O BB recorreu à Justiça e fez o depósito dos R$ 40 milhões em juízo. Potencial candidato ao governo estadual em 2010, Alves corria o risco de ser declarado inelegível, se não houvesse conseguido derrubar o decreto legislativo no Supremo Tribunal Federal na semana passada.
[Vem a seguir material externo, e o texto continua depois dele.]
use std::collections::BTreeMap;
use std::fmt;
use std::fs::File;
use std::io::{self, Read, Write};
use std::path::{Path, PathBuf};

use base64::engine::general_purpose::URL_SAFE_NO_PAD;
use base64::Engine;
use rand::RngCore;
use sha1::Sha1;
use sha2::{Digest, Sha256};
use thiserror::Error;

use super::Verifier;

const HEADER: [&str; 4] = ["id", "algo", "salt", "digest"];
const RESERVED_ID: &str = "id";

const DEFAULT_ITERATIONS: u32 = 4096;
const DEFAULT_SIZE: usize = 16;
const DEFAULT_BCRYPT_COST: u32 = 12;
const SALT_LEN: usize = 16;

#[derive(Debug, Error)]
pub enum CredentialError {
    #[error("io error: {0}")]
    Io(#[from] io::Error),
    #[error("malformed credentials file: {0}")]
    Csv(#[from] csv::Error),
    #[error("invalid credentials for {id}: {reason}")]
    Invalid { id: String, reason: String },
    #[error("invalid algorithm {0}")]
    Algorithm(String),
    #[error("bcrypt error: {0}")]
    Bcrypt(#[from] bcrypt::BcryptError),
}

type Result<T> = std::result::Result<T, CredentialError>;

#[derive(Debug, Clone, Copy, PartialEq, Eq)]
pub enum Pbkdf2Hash {
    Sha256,
    Sha1,
}

impl Pbkdf2Hash {
    pub fn name(self) -> &'static str {
        match self {
            Pbkdf2Hash::Sha256 => "SHA-256",
            Pbkdf2Hash::Sha1 => "SHA-1",
        }
    }

    fn parse(value: &str) -> Option<Self> {
        match value {
            "SHA-256" => Some(Pbkdf2Hash::Sha256),
            "SHA-1" => Some(Pbkdf2Hash::Sha1),
            _ => None,
        }
    }

    fn derive(self, password: &str, salt: &[u8], iterations: u32, size: usize) -> Vec<u8> {
        let mut out = vec![0u8; size];
        match self {
            Pbkdf2Hash::Sha256 => {
                pbkdf2::pbkdf2_hmac::<Sha256>(password.as_bytes(), salt, iterations, &mut out)
            }
            Pbkdf2Hash::Sha1 => {
                pbkdf2::pbkdf2_hmac::<Sha1>(password.as_bytes(), salt, iterations, &mut out)
            }
        }
        out
    }
}

/// Hashing scheme requested for a new password,
/// written `plain`, `pbkdf2[,iters[,size[,hash]]]` or `bcrypt[,cost]`.
#[derive(Debug, Clone, Copy, PartialEq, Eq)]
pub enum Algorithm {
    Plain,
    Pbkdf2 {
        iterations: u32,
        size: usize,
        hash: Pbkdf2Hash,
    },
    Bcrypt {
        cost: u32,
    },
}

impl Algorithm {
    pub fn parse(value: &str) -> Result<Self> {
        let invalid = || CredentialError::Algorithm(value.to_string());
        let parts: Vec<&str> = value.split(',').collect();
        match parts[0] {
            "plain" if parts.len() == 1 => Ok(Algorithm::Plain),
            "pbkdf2" if parts.len() <= 4 => {
                let iterations = match parts.get(1) {
                    Some(value) => value.parse::<u32>().ok().filter(|n| *n > 0).ok_or_else(invalid)?,
                    None => DEFAULT_ITERATIONS,
                };
                let size = match parts.get(2) {
                    Some(value) => value
                        .parse::<usize>()
                        .ok()
                        .filter(|n| (8..=32).contains(n))
                        .ok_or_else(invalid)?,
                    None => DEFAULT_SIZE,
                };
                let hash = match parts.get(3) {
                    Some(value) => Pbkdf2Hash::parse(value).ok_or_else(invalid)?,
                    None => Pbkdf2Hash::Sha256,
                };
                Ok(Algorithm::Pbkdf2 {
                    iterations,
                    size,
                    hash,
                })
            }
            "bcrypt" if parts.len() <= 2 => {
                let cost = match parts.get(1) {
                    Some(value) => value
                        .parse::<u32>()
                        .ok()
                        .filter(|n| (4..=31).contains(n))
                        .ok_or_else(invalid)?,
                    None => DEFAULT_BCRYPT_COST,
                };
                Ok(Algorithm::Bcrypt { cost })
            }
            _ => Err(invalid()),
        }
    }
}
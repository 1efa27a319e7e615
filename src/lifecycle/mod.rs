//! Storage lifecycle management.
//!
//! Live month directories older than the retention window are rotated into
//! month containers:
//! - once at startup to clear any backlog
//! - then on a recurring wall-clock schedule
//!
//! # Example
//!
//! ```rust,ignore
//! use std::sync::Arc;
//! use logvault::lifecycle::{RetentionWindow, RotationManager, RotationSchedule};
//!
//! let manager = Arc::new(RotationManager::new(
//!     store,
//!     RetentionWindow::from_days(93)?,
//!     RotationSchedule::default(),
//! ));
//! let report = manager.sweep(time::OffsetDateTime::now_utc());
//! println!("{}", report.summary());
//! manager.spawn();
//! ```

mod manager;
mod policy;
mod stats;

pub use manager::RotationManager;
pub use policy::{RetentionWindow, RotationSchedule, MIN_RETENTION};
pub use stats::SweepReport;
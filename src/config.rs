//! Server configuration.
//!
//! Loaded from a TOML file; every field has a default so an empty file (or no
//! file at all) yields a working configuration rooted at `./data`.

use std::path::{Path, PathBuf};

use serde::{Deserialize, Serialize};

use crate::archive::ArchiveFormat;
use crate::error::{Error, Result};
use crate::lifecycle::{RetentionWindow, RotationSchedule};

/// Configuration for the log server.
#[derive(Debug, Clone, PartialEq, Eq, Serialize, Deserialize)]
#[serde(default, deny_unknown_fields)]
pub struct ServerConfig {
    /// Directory holding one subdirectory per owner.
    /// Default: `data`
    pub storage_root: PathBuf,

    /// Extension of newly written month containers (`zst`, `gz`, `xz`).
    /// Default: `zst`
    pub compression: String,

    /// Days a month stays live before rotation.
    /// Default: 93
    pub retention_days: u32,

    /// When the recurring rotation sweep runs (UTC).
    /// Default: day 15 at 03:00
    pub schedule: RotationSchedule,

    /// Listen address.
    /// Default: `0.0.0.0:8080`
    pub bind: String,

    /// Tab-separated credentials file.
    /// Default: `credentials.tsv`
    pub credentials: PathBuf,

    /// Largest accepted upload body.
    /// Default: 64 MB
    pub max_upload_bytes: usize,
}

impl Default for ServerConfig {
    fn default() -> Self {
        Self {
            storage_root: PathBuf::from("data"),
            compression: ArchiveFormat::Zstd.extension().to_string(),
            retention_days: 93,
            schedule: RotationSchedule::default(),
            bind: "0.0.0.0:8080".to_string(),
            credentials: PathBuf::from("credentials.tsv"),
            max_upload_bytes: 64 * 1024 * 1024, // 64 MB
        }
    }
}

impl ServerConfig {
    pub fn from_path(path: &Path) -> Result<Self> {
        let text = std::fs::read_to_string(path)
            .map_err(|err| Error::Config(format!("cannot read {}: {err}", path.display())))?;
        Self::from_toml(&text)
            .map_err(|err| Error::Config(format!("{}: {err}", path.display())))
    }

    pub fn from_toml(text: &str) -> std::result::Result<Self, toml::de::Error> {
        toml::from_str(text)
    }

    /// Checks every field that would otherwise fail at first use and returns
    /// the rotation format.
    pub fn validate(&self) -> Result<ArchiveFormat> {
        if self.storage_root.as_os_str().is_empty() {
            return Err(Error::Config("storage_root must not be empty".to_string()));
        }
        if self.max_upload_bytes == 0 {
            return Err(Error::Config("max_upload_bytes must be positive".to_string()));
        }
        self.schedule.validate()?;
        self.retention()?;
        ArchiveFormat::for_writing(&self.compression)
    }

    pub fn retention(&self) -> Result<RetentionWindow> {
        RetentionWindow::from_days(self.retention_days)
    }
}

#[cfg(test)]
mod tests {
    use super::*;

    #[test]
    fn test_defaults() {
        let config = ServerConfig::default();
        assert_eq!(config.compression, "zst");
        assert_eq!(config.retention_days, 93);
        assert_eq!(config.bind, "0.0.0.0:8080");
        assert_eq!(config.schedule, RotationSchedule::default());
        assert_eq!(config.validate().expect("valid"), ArchiveFormat::Zstd);
    }

    #[test]
    fn test_partial_toml() {
        let config = ServerConfig::from_toml(
            r#"
            storage_root = "/srv/logs"
            compression = "xz"

            [schedule]
            hour = 4
            "#,
        )
        .expect("parse");
        assert_eq!(config.storage_root, PathBuf::from("/srv/logs"));
        assert_eq!(config.schedule.day, Some(15));
        assert_eq!(config.schedule.hour, 4);
        assert_eq!(config.retention_days, 93);
        assert_eq!(config.validate().expect("valid"), ArchiveFormat::Xz);
    }

    #[test]
    fn test_read_only_and_unknown_formats_rejected() {
        for compression in ["bz2", "lz4"] {
            let config = ServerConfig {
                compression: compression.to_string(),
                ..ServerConfig::default()
            };
            assert!(matches!(config.validate(), Err(Error::Config(_))), "{compression}");
        }
    }

    #[test]
    fn test_bad_schedule_and_retention_rejected() {
        let config = ServerConfig {
            schedule: RotationSchedule {
                day: Some(30),
                ..RotationSchedule::default()
            },
            ..ServerConfig::default()
        };
        assert!(matches!(config.validate(), Err(Error::Config(_))));

        let config = ServerConfig {
            retention_days: 10,
            ..ServerConfig::default()
        };
        assert!(matches!(config.validate(), Err(Error::Config(_))));
    }

    #[test]
    fn test_daily_schedule_from_toml() {
        let config = ServerConfig::from_toml("[schedule]\nday = 0\nhour = 2\nminute = 30\n")
            .expect("parse");
        assert_eq!(config.schedule, RotationSchedule::daily(2, 30));
    }

    #[test]
    fn test_unknown_keys_rejected() {
        assert!(ServerConfig::from_toml("compresion = \"gz\"").is_err());
    }

    #[test]
    fn test_from_path_reports_missing_file() {
        let err = ServerConfig::from_path(Path::new("/nonexistent/logvault.toml"))
            .expect_err("missing");
        assert!(matches!(err, Error::Config(_)));
    }
}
O entrosamento de alguns prefeitos da nova safra com os governos estaduais é um trunfo para minorar os efeitos da crise econômica. Em São Paulo, a integração entre Kassab e o governador José Serra (PSDB) é tamanha que o prefeito reeleito participou como convidado da reunião de Serra com seu secretariado no último dia 19. Grande parte dos R$ 40 bilhões que Serra ainda pretende investir até o final do mandato será aplicado na capital estadual. Em Belo Horizonte, o governador Aécio Neves (PSDB) deverá implantar uma agência regional de desenvolvimento voltada para Belo Horizonte e região metropolitana, concentrando a maior parte dos investimentos estaduais. O autor do projeto apoiado por Aécio é o vice-prefeito eleito da capital mineira, Roberto Carvalho (PT), ligado ao atual prefeito Fernando Pimentel.